Secondly, today the European Council is completely institutionalized and has its own organization. For this reason, then President of the European Council Herman van Rompuy was one of the main individuals during the crisis with its “task force” being the main agenda setter, along with the political leaders. In the case of the two-pack and the six-pack this was most evident as the HRTF gave the opinion to the European Council which merely asked the Commission to create a legislative proposal to be in line with HRTF’s recommendations.

Thirdly, although his influence in building EMU is indisputable, Delors was not as powerful it is often preached. In a lecture he delivered last year (JCMS 50th Anniversary Lecture), speaking on the time EMU was built he pointed out:

“It was the economic axis that was missing.

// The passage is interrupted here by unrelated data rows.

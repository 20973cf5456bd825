//! Contract deployment
//!
//! The [`Deployer`] runs the whole flow once: pick the first signer, announce
//! it, load the artifact, submit a contract-creation transaction, wait for
//! the receipt and announce the new address. Its collaborators are injected
//! so the flow can run against a real node or against fakes.

use crate::core::{
	artifacts::ArtifactStore,
	blockchain::NetworkClient,
	logging::{operation_complete, operation_error, operation_start, operation_step, operation_warning},
	signing::SignerProvider,
};
use crate::constants;
use crate::types::{
	error::{Error, Result},
	transaction::{DeployedContract, DeploymentTransaction},
};
use std::io::Write;
use std::sync::Arc;
use std::time::Instant;
use tracing::{debug, info};

/// Process exit status for a successful deployment
pub const EXIT_SUCCESS: u8 = 0;

/// Process exit status for any failure
pub const EXIT_FAILURE: u8 = 1;

const OPERATION: &str = "deploy";

/// Deploys one named contract to one network
pub struct Deployer {
	network: String,
	contract: String,
	solc_version: Option<String>,
	client: Arc<dyn NetworkClient>,
	signers: Arc<dyn SignerProvider>,
	artifacts: Arc<dyn ArtifactStore>,
}

impl std::fmt::Debug for Deployer {
	fn fmt(&self, f: &mut std::fmt::Formatter<'_>) -> std::fmt::Result {
		f.debug_struct("Deployer")
			.field("network", &self.network)
			.field("contract", &self.contract)
			.field("solc_version", &self.solc_version)
			.finish_non_exhaustive()
	}
}

impl Deployer {
	/// Create a deployer for `network` that deploys the default contract
	pub fn new(
		network: impl Into<String>,
		client: Arc<dyn NetworkClient>,
		signers: Arc<dyn SignerProvider>,
		artifacts: Arc<dyn ArtifactStore>,
	) -> Self {
		Self {
			network: network.into(),
			contract: constants::DEFAULT_CONTRACT.to_string(),
			solc_version: None,
			client,
			signers,
			artifacts,
		}
	}

	/// Deploy a different artifact
	pub fn with_contract(mut self, contract: impl Into<String>) -> Self {
		self.contract = contract.into();
		self
	}

	/// Warn when the artifact was built by another compiler version
	pub fn with_solc_version(mut self, version: impl Into<String>) -> Self {
		self.solc_version = Some(version.into());
		self
	}

	pub fn contract(&self) -> &str {
		&self.contract
	}

	/// Label of the contract address line
	///
	/// The default token is announced as `Token address: ...`; any other
	/// contract by its own name.
	fn address_label(&self) -> &str {
		if self.contract == constants::DEFAULT_CONTRACT {
			constants::DEFAULT_CONTRACT_LABEL
		} else {
			&self.contract
		}
	}

	/// Deploy the contract, writing the deployer and contract addresses to `out`
	///
	/// # Errors
	/// Any failure of the flow is returned unchanged; nothing is retried
	pub async fn deploy<W: Write + ?Sized>(&self, out: &mut W) -> Result<DeployedContract> {
		let started = Instant::now();
		operation_start(
			OPERATION,
			&format!("{} on {}", self.contract, self.network),
		);

		let signers = self.signers.signers().await?;
		let deployer = signers
			.first()
			.copied()
			.ok_or_else(|| Error::NoSigner(self.network.clone()))?;
		debug!(available = signers.len(), selected = %deployer, "Selected deploying account");

		writeln!(out, "Deploying contracts with the account: {}", deployer)?;

		let artifact = self.artifacts.load(&self.contract)?;
		if let Some(expected) = &self.solc_version {
			if !artifact.compiled_with(expected) {
				operation_warning(
					OPERATION,
					"artifact compiler version differs from configuration",
					&format!(
						"expected {}, artifact built with {}",
						expected,
						artifact.compiler_version.as_deref().unwrap_or("unknown")
					),
				);
			}
		}

		let mut tx = DeploymentTransaction::new(&artifact, deployer.address)?;
		operation_step(OPERATION, "submitting");

		let tx_hash = match self.client.submit(&tx).await {
			Ok(hash) => hash,
			Err(e) => {
				tx.mark_failed(e.to_string());
				return Err(e);
			},
		};
		tx.mark_submitted(tx_hash)?;
		operation_step(OPERATION, "awaiting confirmation");

		let receipt = match self.client.wait_for_receipt(tx_hash).await {
			Ok(receipt) => receipt,
			Err(e) => {
				tx.mark_failed(e.to_string());
				return Err(e);
			},
		};
		let deployed = tx.confirm(&receipt)?;

		// Logged ahead of stdout: the contract is on-chain even if the write fails
		info!(
			contract = %deployed.contract,
			address = %deployed.address,
			tx_hash = %deployed.tx_hash,
			block = ?deployed.block_number,
			gas_used = receipt.gas_used,
			"Contract deployed"
		);

		writeln!(out, "{} address: {}", self.address_label(), deployed.address)?;
		operation_complete(OPERATION, started.elapsed().as_millis() as u64);

		Ok(deployed)
	}

	/// Deploy and map the outcome to a process exit status
	///
	/// Addresses go to `out`; on failure the error goes to `err`.
	pub async fn run<W, E>(&self, out: &mut W, err: &mut E) -> u8
	where
		W: Write + ?Sized,
		E: Write + ?Sized,
	{
		match self.deploy(out).await {
			Ok(_) => EXIT_SUCCESS,
			Err(e) => report_failure(err, &e),
		}
	}
}

/// Log the error, write it to `err` and return the failure status
pub fn report_failure<E: Write + ?Sized>(err: &mut E, error: &Error) -> u8 {
	operation_error(OPERATION, error);
	let _ = writeln!(err, "Error: {}", error);
	EXIT_FAILURE
}
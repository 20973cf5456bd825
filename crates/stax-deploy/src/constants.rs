//! Constants shared across the deployer

/// Contract deployed when none is named explicitly
pub const DEFAULT_CONTRACT: &str = "StaxToken";

/// How the default contract is named on the address line
pub const DEFAULT_CONTRACT_LABEL: &str = "Token";

/// Compiler version the contracts are built with
pub const DEFAULT_SOLC_VERSION: &str = "0.8.20";

/// Directory holding compiled artifacts (Hardhat layout)
pub const DEFAULT_ARTIFACTS_DIR: &str = "artifacts";

/// Config file picked up from the working directory when `--config` is absent
pub const DEFAULT_CONFIG_FILE: &str = "stax-deploy.toml";

/// Confirmations awaited before a deployment counts as confirmed
pub const DEFAULT_CONFIRMATIONS: u64 = 1;

/// Environment variable names
pub mod env_vars {
	pub const INFURA_PROJECT_ID: &str = "INFURA_PROJECT_ID";
	pub const PRIVATE_KEY: &str = "PRIVATE_KEY";
	pub const NETWORK: &str = "STAX_NETWORK";
	pub const CONFIG: &str = "STAX_CONFIG";
}

/// A network reachable through Infura without any config file
#[derive(Debug, Clone, Copy, PartialEq, Eq)]
pub struct BuiltinNetwork {
	pub name: &'static str,
	pub infura_subdomain: &'static str,
	pub chain_id: u64,
}

/// Networks available out of the box
pub const BUILTIN_NETWORKS: &[BuiltinNetwork] = &[
	BuiltinNetwork {
		name: "sepolia",
		infura_subdomain: "sepolia",
		chain_id: 11155111,
	},
	BuiltinNetwork {
		name: "holesky",
		infura_subdomain: "holesky",
		chain_id: 17000,
	},
	BuiltinNetwork {
		name: "mainnet",
		infura_subdomain: "mainnet",
		chain_id: 1,
	},
	BuiltinNetwork {
		name: "polygon",
		infura_subdomain: "polygon-mainnet",
		chain_id: 137,
	},
];

/// Look up a built-in network by name
pub fn builtin_network(name: &str) -> Option<&'static BuiltinNetwork> {
	BUILTIN_NETWORKS.iter().find(|network| network.name == name)
}

impl BuiltinNetwork {
	/// Infura endpoint for this network under the given project id
	pub fn infura_url(&self, project_id: &str) -> String {
		format!(
			"https://{}.infura.io/v3/{}",
			self.infura_subdomain, project_id
		)
	}
}
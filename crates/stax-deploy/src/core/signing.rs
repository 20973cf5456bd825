//! Signing identities for deployment transactions
//!
//! [`SignerProvider`] enumerates the accounts that may authorize a
//! deployment. [`LocalSignerProvider`] backs it with private keys taken from
//! a network profile and exposes them to the RPC client as an alloy wallet.

use crate::types::{
	error::{Error, Result},
	network::NetworkProfile,
};
use alloy_network::EthereumWallet;
use alloy_primitives::Address;
use alloy_signer_local::PrivateKeySigner;
use async_trait::async_trait;
use std::fmt;

/// An account capable of authorizing transactions
#[derive(Debug, Clone, Copy, PartialEq, Eq, Hash)]
pub struct SignerIdentity {
	pub address: Address,
}

impl SignerIdentity {
	pub fn new(address: Address) -> Self {
		Self { address }
	}
}

impl fmt::Display for SignerIdentity {
	fn fmt(&self, f: &mut fmt::Formatter<'_>) -> fmt::Result {
		write!(f, "{}", self.address)
	}
}

/// Source of signer identities for the active network.
#[async_trait]
#[cfg_attr(test, mockall::automock)]
pub trait SignerProvider: Send + Sync {
	/// Accounts available for signing, in selection order.
	///
	/// An empty list is not an error here; the caller decides.
	async fn signers(&self) -> Result<Vec<SignerIdentity>>;
}

/// Private-key signers configured for one network profile
pub struct LocalSignerProvider {
	network: String,
	signers: Vec<PrivateKeySigner>,
}

impl fmt::Debug for LocalSignerProvider {
	fn fmt(&self, f: &mut fmt::Formatter<'_>) -> fmt::Result {
		f.debug_struct("LocalSignerProvider")
			.field("network", &self.network)
			.field(
				"addresses",
				&self.signers.iter().map(|s| s.address()).collect::<Vec<_>>(),
			)
			.finish()
	}
}

impl LocalSignerProvider {
	/// Parse every credential of the profile into a signer
	///
	/// Keys are accepted with or without the 0x prefix. A profile with no
	/// credentials yields an empty provider.
	///
	/// # Errors
	/// Returns `Error::InvalidPrivateKey` naming the position of the first bad key
	pub fn from_profile(profile: &NetworkProfile) -> Result<Self> {
		let mut signers = Vec::with_capacity(profile.accounts.len());

		for (index, credential) in profile.accounts.iter().enumerate() {
			let key = credential.expose().trim();
			let signer = key.parse::<PrivateKeySigner>().map_err(|e| {
				Error::InvalidPrivateKey(format!(
					"account #{} of network {}: {}",
					index, profile.name, e
				))
			})?;
			signers.push(signer);
		}

		Ok(Self {
			network: profile.name.clone(),
			signers,
		})
	}

	pub fn is_empty(&self) -> bool {
		self.signers.is_empty()
	}

	/// Wallet holding every signer, for the RPC client's signing filler
	///
	/// Returns `None` when no key is configured.
	pub fn wallet(&self) -> Option<EthereumWallet> {
		let mut signers = self.signers.iter().cloned();
		let mut wallet = EthereumWallet::new(signers.next()?);
		for signer in signers {
			wallet.register_signer(signer);
		}
		Some(wallet)
	}
}

#[async_trait]
impl SignerProvider for LocalSignerProvider {
	async fn signers(&self) -> Result<Vec<SignerIdentity>> {
		Ok(self
			.signers
			.iter()
			.map(|signer| SignerIdentity::new(signer.address()))
			.collect())
	}
}
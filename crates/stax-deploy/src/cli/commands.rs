//! Command handlers
//!
//! Each handler returns the process exit status. Configuration is resolved
//! by the caller and passed in.

use crate::cli::{output::Display, DeployArgs};
use crate::core::{
	report_failure, Config, Deployer, FileArtifactStore, LocalSignerProvider, RpcNetworkClient,
	EXIT_FAILURE, EXIT_SUCCESS,
};
use crate::types::error::{Error, Result};
use std::path::PathBuf;
use std::sync::Arc;
use tracing::info;

/// Wire the production collaborators for one deployment
///
/// # Errors
/// Fails if the network is unknown or incomplete, has no usable key, or the
/// endpoint cannot be reached or serves the wrong chain. Credentials are
/// checked before any connection is attempted.
pub async fn build_deployer(config: &Config, args: &DeployArgs) -> Result<Deployer> {
	let profile = config.network(&args.network)?;
	info!(network = %profile, "Resolved network profile");

	let signers = LocalSignerProvider::from_profile(&profile)?;
	if signers.is_empty() {
		return Err(Error::NoSigner(profile.name.clone()));
	}

	let confirmations = args.confirmations.unwrap_or(config.deploy.confirmations);
	let client = RpcNetworkClient::connect(&profile, signers.wallet(), confirmations).await?;

	let artifacts_dir = args
		.artifacts
		.clone()
		.unwrap_or_else(|| config.deploy.artifacts_dir.clone());
	let contract = args
		.contract
		.clone()
		.unwrap_or_else(|| config.deploy.contract.clone());

	Ok(Deployer::new(
		profile.name.clone(),
		Arc::new(client),
		Arc::new(signers),
		Arc::new(FileArtifactStore::new(artifacts_dir)),
	)
	.with_contract(contract)
	.with_solc_version(config.compiler.solc_version.clone()))
}

/// Run a deployment against stdout and stderr
pub async fn deploy(config: &Config, args: &DeployArgs) -> u8 {
	let mut stdout = std::io::stdout();
	let mut stderr = std::io::stderr();

	match build_deployer(config, args).await {
		Ok(deployer) => deployer.run(&mut stdout, &mut stderr).await,
		Err(e) => report_failure(&mut stderr, &e),
	}
}

/// Print every selectable network and whether it is ready to use
pub fn networks(config: &Config) -> u8 {
	Display::header("Networks");

	for name in config.network_names() {
		match config.network(&name) {
			Ok(profile) => {
				let chain = profile
					.chain_id
					.map(|id| id.to_string())
					.unwrap_or_else(|| "?".to_string());
				Display::kv(
					&name,
					&format!("chain {}, {} account(s)", chain, profile.accounts.len()),
				);
			},
			Err(e) => Display::kv(&name, &format!("unavailable ({})", e)),
		}
	}

	EXIT_SUCCESS
}

/// Print the contract artifacts available for deployment
pub fn contracts(config: &Config, artifacts: Option<PathBuf>) -> u8 {
	let dir = artifacts.unwrap_or_else(|| config.deploy.artifacts_dir.clone());
	let store = FileArtifactStore::new(dir);

	match store.available() {
		Ok(names) if names.is_empty() => {
			Display::warning(&format!(
				"No artifacts in {}; run the compiler first",
				store.root().display()
			));
			EXIT_SUCCESS
		},
		Ok(names) => {
			Display::header(&format!("Artifacts in {}", store.root().display()));
			for name in names {
				println!("  {}", name);
			}
			EXIT_SUCCESS
		},
		Err(e) => {
			Display::error(&e.to_string());
			EXIT_FAILURE
		},
	}
}

#[cfg(test)]
mod tests {
	use super::*;

	fn args(network: &str) -> DeployArgs {
		DeployArgs {
			network: network.to_string(),
			contract: None,
			artifacts: None,
			confirmations: None,
		}
	}

	#[tokio::test]
	async fn test_unknown_network_fails_before_connecting() {
		let config = Config::from_lookup(|_| None);
		let err = build_deployer(&config, &args("goerli")).await.unwrap_err();
		assert!(matches!(err, Error::UnknownNetwork(_)));
	}

	#[tokio::test]
	async fn test_missing_project_id() {
		let config = Config::from_lookup(|_| None);
		let err = build_deployer(&config, &args("sepolia")).await.unwrap_err();
		assert!(matches!(err, Error::MissingEnv(_)));
	}

	#[tokio::test]
	async fn test_malformed_key() {
		let config = Config::from_lookup(|name| match name {
			"INFURA_PROJECT_ID" => Some("abc".to_string()),
			"PRIVATE_KEY" => Some("not-a-key".to_string()),
			_ => None,
		});
		let err = build_deployer(&config, &args("mainnet")).await.unwrap_err();
		assert!(matches!(err, Error::InvalidPrivateKey(_)));
	}

	#[tokio::test]
	async fn test_missing_key_reported_before_connecting() {
		// Nothing listens on the discard port; reaching it would fail with an RPC error
		let config = Config::from_toml_str(
			"[networks.local]\nurl = \"http://127.0.0.1:9\"\nchain_id = 31337\n",
			|_: &str| None,
		)
		.unwrap();

		let err = build_deployer(&config, &args("local")).await.unwrap_err();
		assert!(matches!(err, Error::NoSigner(ref network) if network == "local"));
		assert_eq!(
			err.to_string(),
			"No signer available for network local"
		);
	}

	#[tokio::test]
	async fn test_missing_key_status() {
		let config = Config::from_toml_str(
			"[networks.local]\nurl = \"http://127.0.0.1:9\"\n",
			|_: &str| None,
		)
		.unwrap();
		assert_eq!(deploy(&config, &args("local")).await, EXIT_FAILURE);
	}

	#[test]
	fn test_contracts_listing_on_missing_dir() {
		let config = Config::from_lookup(|_| None);
		let status = contracts(&config, Some(PathBuf::from("/nonexistent/artifacts")));
		assert_eq!(status, EXIT_SUCCESS);
	}
}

I therefore proposed a pact for the co-ordination of policies to run alongside the monetary Stability pact. This was not accepted. Instead, it was deemed sufficient to merely add the word ‘Growth’ to the name of the Stability pact. Politicians really do have a fascination for words. In reality, this was purely and simply a budgetary stability pact: no economic co-ordination; no instruments to stimulate, co-operate or regulate (175). The ideal would be for EMU to have an economic axis – in other words, that certain competences are transferred to EMU in its own right, to promote healthy economic growth.”

From this quote, it seems that Delors’ main ally at the time was the fact that there was political will for EMU. On the other hand, his proposals were as he points out, watered down to absurdity.

Since Juncker’s Commission is, of course, a lot closer to Barroso’s than Delors’ – in terms of political will, ideology, the situation and the structure of the EU, even its beginners’ belief in its politicization  – it is very hard to expect that its influence will be any bigger than in its previous mandate.